I went back a couple years later, after the floods and mudslides in the mid 90s. Thousands of people swept away in their "houses". They did not even bother to dig them out. Not worth the trouble.
This high rise is heaven in comparison.
Lydia Lunch was talking about how they used to do this in NYC in the Village during the late seventies. They'd pay the owner of the building virtually nothing or flat nothing for rent, and they'd tap the utilities and electricity from the street. I'm not sure how it technically worked, but that's what they were saying.

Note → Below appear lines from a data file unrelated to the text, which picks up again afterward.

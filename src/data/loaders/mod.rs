//! Built-in image loaders.
//!
//! This module contains implementations of the `ImageLoader` trait for the
//! supported file formats.

mod fits_loader;
mod image_loader;
mod npy_loader;

pub use fits_loader::FitsLoader;
pub use image_loader::RasterLoader;
pub use npy_loader::NpyLoader;
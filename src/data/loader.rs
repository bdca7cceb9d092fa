//! Trait-based image loading.
//!
//! Each supported file format implements the [`ImageLoader`] trait;
//! [`LoaderRegistry`] dispatches on extension, then magic bytes, then
//! falls back to trying every loader. [`ImageStore`] sits on top of the
//! registry and holds the most recently loaded image for extraction.

use std::path::{Path, PathBuf};

use ndarray::Array2;
use thiserror::Error;

use crate::data::ImageData;
use crate::model::Region;

/// Errors from image loading.
#[derive(Error, Debug)]
pub enum LoadError {
    /// The path does not resolve to a readable file.
    #[error("image not found: {path:?}")]
    NotFound {
        /// Path that failed to resolve.
        path: PathBuf,
    },

    /// I/O failure while reading the file.
    #[error("IO error reading {path:?}: {source}")]
    Io {
        /// Path being read.
        path: PathBuf,
        /// Underlying I/O error.
        source: std::io::Error,
    },

    /// The bytes were recognized by a loader but could not be parsed as a
    /// single-frame 2D numeric image.
    #[error("[{loader}] {message}")]
    Format {
        /// Loader that rejected the data.
        loader: &'static str,
        /// Description of the parse failure.
        message: String,
    },

    /// No registered loader could handle the data.
    #[error("no loader could handle the data (file: {filename})")]
    Unsupported {
        /// Filename the data came from, or `"<bytes>"`.
        filename: String,
    },
}

impl LoadError {
    /// Create a format error attributed to a loader.
    pub fn format(loader: &'static str, message: impl Into<String>) -> Self {
        Self::Format {
            loader,
            message: message.into(),
        }
    }
}

/// Trait for single-frame 2D image format loaders.
pub trait ImageLoader: Send + Sync {
    /// Unique identifier for this loader (e.g. "npy", "raster").
    fn id(&self) -> &'static str;

    /// Human-readable name for display.
    fn display_name(&self) -> &'static str;

    /// File extensions this loader handles (lowercase, without dots).
    fn extensions(&self) -> &'static [&'static str];

    /// Check whether this loader can likely handle the given data.
    ///
    /// Used for format auto-detection when the extension is unknown or
    /// ambiguous. Implementations should check magic bytes or headers.
    fn can_load(&self, data: &[u8]) -> bool;

    /// Load a single-frame 2D image from raw bytes.
    fn load(&self, data: &[u8]) -> Result<ImageData, LoadError>;

    /// Load a single-frame 2D image from a file path.
    ///
    /// The default reads the file and delegates to [`load`](Self::load);
    /// formats whose backing parser is file-based override this.
    fn load_path(&self, path: &Path) -> Result<ImageData, LoadError> {
        let data = std::fs::read(path).map_err(|source| LoadError::Io {
            path: path.to_path_buf(),
            source,
        })?;
        self.load(&data)
    }

    /// Priority for format detection (higher = checked first).
    fn priority(&self) -> i32 {
        0
    }
}

/// Registry of available image loaders.
///
/// Provides format detection and a unified loading interface.
pub struct LoaderRegistry {
    loaders: Vec<Box<dyn ImageLoader>>,
}

impl LoaderRegistry {
    /// Create a registry with all built-in loaders.
    pub fn new() -> Self {
        let mut registry = Self {
            loaders: Vec::new(),
        };

        registry.register(Box::new(super::loaders::NpyLoader));
        registry.register(Box::new(super::loaders::FitsLoader));
        registry.register(Box::new(super::loaders::RasterLoader));

        registry
    }

    /// Register a loader, keeping the list sorted by priority.
    pub fn register(&mut self, loader: Box<dyn ImageLoader>) {
        self.loaders.push(loader);
        self.loaders.sort_by(|a, b| b.priority().cmp(&a.priority()));
    }

    /// All supported file extensions (for file filtering).
    pub fn supported_extensions(&self) -> Vec<&'static str> {
        let mut extensions: Vec<&'static str> = self
            .loaders
            .iter()
            .flat_map(|l| l.extensions().iter().copied())
            .collect();
        extensions.sort_unstable();
        extensions.dedup();
        extensions
    }

    /// Check if a filename has a supported extension.
    pub fn is_supported_file(&self, filename: &str) -> bool {
        let lower = filename.to_lowercase();
        self.supported_extensions()
            .iter()
            .any(|ext| lower.ends_with(&format!(".{ext}")))
    }

    fn loaders_for_extension(&self, ext: &str) -> Vec<&dyn ImageLoader> {
        let ext_lower = ext.to_lowercase();
        self.loaders
            .iter()
            .filter(|l| l.extensions().contains(&ext_lower.as_str()))
            .map(|l| l.as_ref())
            .collect()
    }

    fn detect_loader(&self, data: &[u8]) -> Option<&dyn ImageLoader> {
        self.loaders
            .iter()
            .find(|l| l.can_load(data))
            .map(|l| l.as_ref())
    }

    /// Load an image from raw bytes, auto-detecting the format.
    ///
    /// Tries loaders in this order:
    /// 1. By file extension (if a filename is provided)
    /// 2. By magic-byte detection
    /// 3. All loaders as fallback
    ///
    /// Formats whose parser is file-based (FITS) are only reachable
    /// through [`load_path`](Self::load_path).
    pub fn load_bytes(
        &self,
        data: &[u8],
        filename: Option<&str>,
    ) -> Result<ImageData, LoadError> {
        let extension = filename.and_then(|f| f.rsplit('.').next().map(str::to_lowercase));

        let mut last_format_error = None;

        if let Some(ref ext) = extension {
            for loader in self.loaders_for_extension(ext) {
                match loader.load(data) {
                    Ok(image) => {
                        log::debug!("Loaded with {} loader (by extension)", loader.id());
                        return Ok(image);
                    }
                    Err(e) => {
                        log::trace!("Loader {} failed: {}", loader.id(), e);
                        last_format_error = Some(e);
                    }
                }
            }
        }

        if let Some(loader) = self.detect_loader(data) {
            match loader.load(data) {
                Ok(image) => {
                    log::debug!("Loaded with {} loader (by detection)", loader.id());
                    return Ok(image);
                }
                Err(e) => {
                    log::trace!("Detected loader {} failed: {}", loader.id(), e);
                    last_format_error = Some(e);
                }
            }
        }

        for loader in &self.loaders {
            if let Ok(image) = loader.load(data) {
                log::debug!("Loaded with {} loader (fallback)", loader.id());
                return Ok(image);
            }
        }

        // A loader claimed the data but rejected its content: surface that
        // parse failure rather than a generic unsupported error.
        Err(last_format_error.unwrap_or_else(|| LoadError::Unsupported {
            filename: filename.unwrap_or("<bytes>").to_string(),
        }))
    }

    /// Load an image from a file path.
    ///
    /// Fails with [`LoadError::NotFound`] if the path does not resolve to a
    /// readable file. Dispatch order matches [`load_bytes`](Self::load_bytes)
    /// (extension, magic bytes, fallback), but goes through each loader's
    /// `load_path` so file-based parsers can read the file themselves.
    pub fn load_path(&self, path: &Path) -> Result<ImageData, LoadError> {
        if !path.exists() {
            return Err(LoadError::NotFound {
                path: path.to_path_buf(),
            });
        }
        let data = std::fs::read(path).map_err(|source| LoadError::Io {
            path: path.to_path_buf(),
            source,
        })?;
        let filename = path.file_name().and_then(|n| n.to_str());
        let extension = filename.and_then(|f| f.rsplit('.').next().map(str::to_lowercase));

        let mut last_format_error = None;

        if let Some(ref ext) = extension {
            for loader in self.loaders_for_extension(ext) {
                match loader.load_path(path) {
                    Ok(image) => {
                        log::debug!("Loaded with {} loader (by extension)", loader.id());
                        return Ok(image);
                    }
                    Err(e) => {
                        log::trace!("Loader {} failed: {}", loader.id(), e);
                        last_format_error = Some(e);
                    }
                }
            }
        }

        if let Some(loader) = self.detect_loader(&data) {
            match loader.load_path(path) {
                Ok(image) => {
                    log::debug!("Loaded with {} loader (by detection)", loader.id());
                    return Ok(image);
                }
                Err(e) => {
                    log::trace!("Detected loader {} failed: {}", loader.id(), e);
                    last_format_error = Some(e);
                }
            }
        }

        for loader in &self.loaders {
            if let Ok(image) = loader.load_path(path) {
                log::debug!("Loaded with {} loader (fallback)", loader.id());
                return Ok(image);
            }
        }

        Err(last_format_error.unwrap_or_else(|| LoadError::Unsupported {
            filename: filename.unwrap_or("<unnamed>").to_string(),
        }))
    }

    /// All registered loaders.
    pub fn loaders(&self) -> &[Box<dyn ImageLoader>] {
        &self.loaders
    }
}

impl Default for LoaderRegistry {
    fn default() -> Self {
        Self::new()
    }
}

/// Loads images from disk and slices regions out of the current one.
///
/// The store holds only the most recently loaded image; each load replaces
/// the prior state, and there is no cross-file cache. Callers that need
/// concurrent computations give each computation its own store.
pub struct ImageStore {
    registry: LoaderRegistry,
    current: Option<ImageData>,
}

impl ImageStore {
    /// Create a store with the built-in loader registry.
    pub fn new() -> Self {
        Self::with_registry(LoaderRegistry::new())
    }

    /// Create a store with a custom loader registry.
    pub fn with_registry(registry: LoaderRegistry) -> Self {
        Self {
            registry,
            current: None,
        }
    }

    /// The loader registry backing this store.
    pub fn registry(&self) -> &LoaderRegistry {
        &self.registry
    }

    /// Load an image, replacing the currently held one.
    ///
    /// On failure the previously loaded image is left untouched.
    pub fn load(&mut self, path: &Path) -> Result<&ImageData, LoadError> {
        let image = self.registry.load_path(path)?;
        log::info!(
            "Loaded {:?}: {}x{}",
            path,
            image.width(),
            image.height()
        );
        Ok(self.current.insert(image))
    }

    /// The most recently loaded image, if any.
    pub fn current(&self) -> Option<&ImageData> {
        self.current.as_ref()
    }

    /// Extract a region from the current image.
    ///
    /// With no image loaded this yields the empty array, the same "no
    /// samples contributed" value as a zero-area region.
    pub fn extract(&self, region: &Region) -> Array2<f32> {
        match &self.current {
            Some(image) => image.extract(region),
            None => Array2::zeros((0, 0)),
        }
    }
}

impl Default for ImageStore {
    fn default() -> Self {
        Self::new()
    }
}

#[cfg(test)]
mod tests {
    use super::*;

    use std::io::Write;

    use ndarray_npy::WriteNpyExt;

    fn write_npy_fixture(dir: &Path, name: &str, array: &Array2<f32>) -> PathBuf {
        let path = dir.join(name);
        let file = std::fs::File::create(&path).unwrap();
        array.write_npy(file).unwrap();
        path
    }

    #[test]
    fn test_load_missing_file_is_not_found() {
        let store = LoaderRegistry::new();
        let err = store.load_path(Path::new("/no/such/file.npy")).unwrap_err();
        assert!(matches!(err, LoadError::NotFound { .. }));
    }

    #[test]
    fn test_load_unparseable_file_is_format_error() {
        let dir = tempfile::tempdir().unwrap();
        let path = dir.path().join("garbage.npy");
        let mut file = std::fs::File::create(&path).unwrap();
        file.write_all(b"not an image at all").unwrap();

        let err = LoaderRegistry::new().load_path(&path).unwrap_err();
        assert!(matches!(
            err,
            LoadError::Format { .. } | LoadError::Unsupported { .. }
        ));
    }

    #[test]
    fn test_store_load_replaces_current() {
        let dir = tempfile::tempdir().unwrap();
        let a = write_npy_fixture(dir.path(), "a.npy", &Array2::zeros((4, 6)));
        let b = write_npy_fixture(dir.path(), "b.npy", &Array2::zeros((2, 3)));

        let mut store = ImageStore::new();
        assert!(store.current().is_none());

        store.load(&a).unwrap();
        assert_eq!(store.current().unwrap().width(), 6);

        store.load(&b).unwrap();
        assert_eq!(store.current().unwrap().width(), 3);
    }

    #[test]
    fn test_store_failed_load_keeps_prior_image() {
        let dir = tempfile::tempdir().unwrap();
        let a = write_npy_fixture(dir.path(), "a.npy", &Array2::zeros((4, 6)));

        let mut store = ImageStore::new();
        store.load(&a).unwrap();
        assert!(store.load(Path::new("/missing.npy")).is_err());
        assert_eq!(store.current().unwrap().width(), 6);
    }

    #[test]
    fn test_store_extract_without_image_is_empty() {
        let store = ImageStore::new();
        assert_eq!(store.extract(&Region::new(0, 0, 5, 5)).len(), 0);
    }

    #[test]
    fn test_supported_extensions() {
        let registry = LoaderRegistry::new();
        assert!(registry.is_supported_file("scan.npy"));
        assert!(registry.is_supported_file("frame.PNG"));
        assert!(registry.is_supported_file("obs.fits"));
        assert!(!registry.is_supported_file("notes.txt"));
    }
}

Now the property values are so high and there are so many businesses and residents there that you can't even take a public late-night piss for fear of arrest -- in a place that used to be rubble. Things have a way of sorting themselves out sometimes.
You know things are going to hell in a handbasket in an economy when people will walk up 28 floors worth of stairs to get to their residence.
Bah! We used to walk up 28 floors to leave our residence, too!
We used to walk up 28 floors in the snow, both ways!